Review: Shrewd Productions’ Small Steps

Intriguing maiden voyage for local playwright’s campy sci-fi romp

(l-r) Shannon Grounds, Trey Deason, Dane Parker, Jen Brown, and Andy Shaw in Shrewd Productions’ Small Steps (Photo by Errich Petersen)

The world’s oldest cave paintings, created at least 45,000 years ago, were recently discovered by archaeologists in Sulawesi, Indonesia. Just last year, a retired policeman from the Isle of Man found a set of mid-10th century Viking jewelry, including a gold bracelet and silver brooch.

Now Austin’s Shrewd Productions appears to have discovered a lost chapter from Ray Bradbury’s 1950 sci-fi novel The Martian Chronicles, titled Small Steps, and adapted it for the stage.

The work, which is receiving its world premiere production at Hyde Park Theatre, was actually created by local playwright Briandaniel Oglesby. Like Bradbury’s classic novel, it too chronicles the exploration and settlement of Mars by Americans leaving a troubled Earth. And like Bradbury, Oglesby douses his writing with a rich mixture of humor and hard truths about isolation, loneliness, and the search for real connection in a disconnected world.

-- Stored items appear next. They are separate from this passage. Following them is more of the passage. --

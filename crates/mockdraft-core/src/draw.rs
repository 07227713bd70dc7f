//! Theme-agnostic drawing instructions produced by widget data.
//!
//! A widget caches an ordered list of [`DrawOp`]s in its local coordinate
//! space. A renderer walks the list in order; later ops paint over earlier ones.

use kurbo::Rect;
use peniko::Color;
use serde::{Deserialize, Serialize};

/// Default face used for widget text.
pub const DEFAULT_FONT_FAMILY: &str = "Comic Sans MS";

/// Default point size for widget text.
pub const DEFAULT_FONT_SIZE: i32 = 11;

/// Serializable RGB color chosen by the user for a widget.
#[derive(Debug, Clone, Copy, PartialEq, Eq, Hash, Serialize, Deserialize)]
pub struct WidgetColor {
    pub r: u8,
    pub g: u8,
    pub b: u8,
}

impl WidgetColor {
    pub const fn new(r: u8, g: u8, b: u8) -> Self {
        Self { r, g, b }
    }

    pub const fn white() -> Self {
        Self::new(255, 255, 255)
    }

    pub const fn black() -> Self {
        Self::new(0, 0, 0)
    }

    /// Parse `#rrggbb`, `#rgb` or a basic color name.
    pub fn parse(text: &str) -> Option<Self> {
        let text = text.trim();
        if let Some(hex) = text.strip_prefix('#') {
            return match hex.len() {
                6 => {
                    let value = u32::from_str_radix(hex, 16).ok()?;
                    Some(Self::new((value >> 16) as u8, (value >> 8) as u8, value as u8))
                }
                3 => {
                    let value = u16::from_str_radix(hex, 16).ok()?;
                    let expand = |nibble: u16| (nibble as u8 & 0xf) * 17;
                    Some(Self::new(expand(value >> 8), expand(value >> 4), expand(value)))
                }
                _ => None,
            };
        }
        let named = match text.to_ascii_lowercase().as_str() {
            "white" => Self::white(),
            "black" => Self::black(),
            "red" => Self::new(255, 0, 0),
            "green" => Self::new(0, 128, 0),
            "blue" => Self::new(0, 0, 255),
            "yellow" => Self::new(255, 255, 0),
            "gray" | "grey" => Self::new(128, 128, 128),
            "lightgray" | "lightgrey" => Self::new(211, 211, 211),
            "orange" => Self::new(255, 165, 0),
            _ => return None,
        };
        Some(named)
    }

    /// Lowercase `#rrggbb` form, as persisted.
    pub fn to_hex(self) -> String {
        format!("#{:02x}{:02x}{:02x}", self.r, self.g, self.b)
    }
}

impl Default for WidgetColor {
    fn default() -> Self {
        Self::white()
    }
}

impl From<Color> for WidgetColor {
    fn from(color: Color) -> Self {
        let rgba = color.to_rgba8();
        Self::new(rgba.r, rgba.g, rgba.b)
    }
}

impl From<WidgetColor> for Color {
    fn from(color: WidgetColor) -> Self {
        Color::from_rgba8(color.r, color.g, color.b, 255)
    }
}

/// A background color, either a theme role or an explicit color.
#[derive(Debug, Clone, Copy, PartialEq, Eq, Serialize, Deserialize)]
#[serde(rename_all = "snake_case")]
pub enum ColorRole {
    /// Highlight behind a selected row or entry.
    SelectedItemBackground,
    /// Normal widget body.
    WidgetBackground,
    /// Widget body while the widget is selected in the editor.
    SelectedWidgetBackground,
    /// Explicit user color.
    User(WidgetColor),
}

impl ColorRole {
    /// Swap the widget body role to match the item's selection state.
    pub fn for_selection(self, selected: bool) -> Self {
        match (self, selected) {
            (ColorRole::WidgetBackground, true) => ColorRole::SelectedWidgetBackground,
            (ColorRole::SelectedWidgetBackground, false) => ColorRole::WidgetBackground,
            (role, _) => role,
        }
    }
}

/// Frame decoration hint for the renderer.
#[derive(Debug, Clone, Copy, PartialEq, Eq, Default, Serialize, Deserialize)]
#[serde(rename_all = "snake_case")]
pub enum FrameStyle {
    #[default]
    Plain,
    Button,
    BrowserWindow,
}

/// Horizontal text alignment.
#[derive(Debug, Clone, Copy, PartialEq, Eq, Default, Serialize, Deserialize)]
#[serde(rename_all = "snake_case")]
pub enum HAlign {
    #[default]
    Left,
    Center,
    Right,
}

/// Vertical text alignment.
#[derive(Debug, Clone, Copy, PartialEq, Eq, Default, Serialize, Deserialize)]
#[serde(rename_all = "snake_case")]
pub enum VAlign {
    #[default]
    Top,
    Center,
    Bottom,
}

/// Line wrapping mode.
#[derive(Debug, Clone, Copy, PartialEq, Eq, Default, Serialize, Deserialize)]
#[serde(rename_all = "snake_case")]
pub enum Wrap {
    #[default]
    None,
    /// Break at word boundaries.
    Word,
    /// Break anywhere, including inside words.
    Anywhere,
}

/// Layout flags for a text op.
#[derive(Debug, Clone, Copy, PartialEq, Eq, Serialize, Deserialize)]
pub struct TextFlags {
    pub h_align: HAlign,
    pub v_align: VAlign,
    pub wrap: Wrap,
    /// Whether text outside the rect is clipped.
    pub clip: bool,
}

impl TextFlags {
    pub const fn new(h_align: HAlign, v_align: VAlign) -> Self {
        Self {
            h_align,
            v_align,
            wrap: Wrap::None,
            clip: true,
        }
    }

    /// Centered on both axes.
    pub const fn center() -> Self {
        Self::new(HAlign::Center, VAlign::Center)
    }

    pub const fn with_wrap(mut self, wrap: Wrap) -> Self {
        self.wrap = wrap;
        self
    }

    pub const fn unclipped(mut self) -> Self {
        self.clip = false;
        self
    }
}

impl Default for TextFlags {
    fn default() -> Self {
        Self::new(HAlign::Left, VAlign::Top)
    }
}

/// Font description built from widget properties.
#[derive(Debug, Clone, PartialEq, Eq, Serialize, Deserialize)]
pub struct FontSpec {
    pub family: String,
    pub point_size: i32,
    pub bold: bool,
    pub italic: bool,
    pub underline: bool,
}

impl FontSpec {
    pub fn new(point_size: i32, bold: bool, italic: bool, underline: bool) -> Self {
        Self {
            family: DEFAULT_FONT_FAMILY.to_string(),
            point_size,
            bold,
            italic,
            underline,
        }
    }
}

impl Default for FontSpec {
    fn default() -> Self {
        Self::new(DEFAULT_FONT_SIZE, false, false, false)
    }
}

/// Reference to a bitmap resource shipped with the theme.
#[derive(Debug, Clone, PartialEq, Eq, Hash, Serialize, Deserialize)]
pub struct ImageRef(pub String);

impl ImageRef {
    pub fn new(resource: impl Into<String>) -> Self {
        Self(resource.into())
    }

    pub fn as_str(&self) -> &str {
        &self.0
    }
}

/// One primitive drawing instruction.
#[derive(Debug, Clone, PartialEq, Serialize, Deserialize)]
#[serde(tag = "op", rename_all = "snake_case")]
pub enum DrawOp {
    Frame {
        rect: Rect,
        style: FrameStyle,
    },
    Background {
        rect: Rect,
        color: ColorRole,
    },
    /// A straight line from the rect's origin to its far corner.
    Line {
        rect: Rect,
    },
    Text {
        rect: Rect,
        flags: TextFlags,
        text: String,
        font: Option<FontSpec>,
    },
    LinkText {
        rect: Rect,
        flags: TextFlags,
        text: String,
        font: FontSpec,
    },
    Image {
        rect: Rect,
        image: ImageRef,
    },
    VScrollbar {
        rect: Rect,
        value: i32,
    },
}

impl DrawOp {
    /// The op's target rect in widget-local coordinates.
    pub fn rect(&self) -> Rect {
        match self {
            DrawOp::Frame { rect, .. }
            | DrawOp::Background { rect, .. }
            | DrawOp::Line { rect }
            | DrawOp::Text { rect, .. }
            | DrawOp::LinkText { rect, .. }
            | DrawOp::Image { rect, .. }
            | DrawOp::VScrollbar { rect, .. } => *rect,
        }
    }

    /// Copy of the op with the widget body color matched to `selected`.
    pub fn for_selection(&self, selected: bool) -> DrawOp {
        match self {
            DrawOp::Background { rect, color } => DrawOp::Background {
                rect: *rect,
                color: color.for_selection(selected),
            },
            other => other.clone(),
        }
    }
}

The April 1951 issue of The Magazine of Fantasy and Science Fiction – no doubt once a bedtime staple on many nightstands – referred to The Martian Chronicles as “a poet's interpretation of future history beyond the limits of any fictional form.” The same can be said for Small Steps, which embraces camp and gay culture as its form of choice and makes for a thought-provoking and fun evening’s entertainment.

Briandaniel Oglesby douses his writing with a rich mixture of humor and hard truths about isolation, loneliness, and the search for real connection in a disconnected world.
The play revolves around Skip Powers, played by an abundantly charming and thoroughly engaging Dane Parker. Skip’s a sweet young man of low self-esteem who has come to realize that no one will ever love him. Disconnected from his family, disheartened by bad experiences on gay hookup apps, and with no interest in contributing to the planet’s gene pool, Skip volunteers to go on a one-way solo trip to Mars in pursuit of greater things. NASA, it seems, has fallen on hard times and is desperate for candidates. Assorted space officials are played by the talented and fully vested Jen Brown, Trey Deason, Shannon Grounds, and Andy Shaw, who also play over a dozen other characters (costumes by Pam Friday) who cross paths with our reluctant hero.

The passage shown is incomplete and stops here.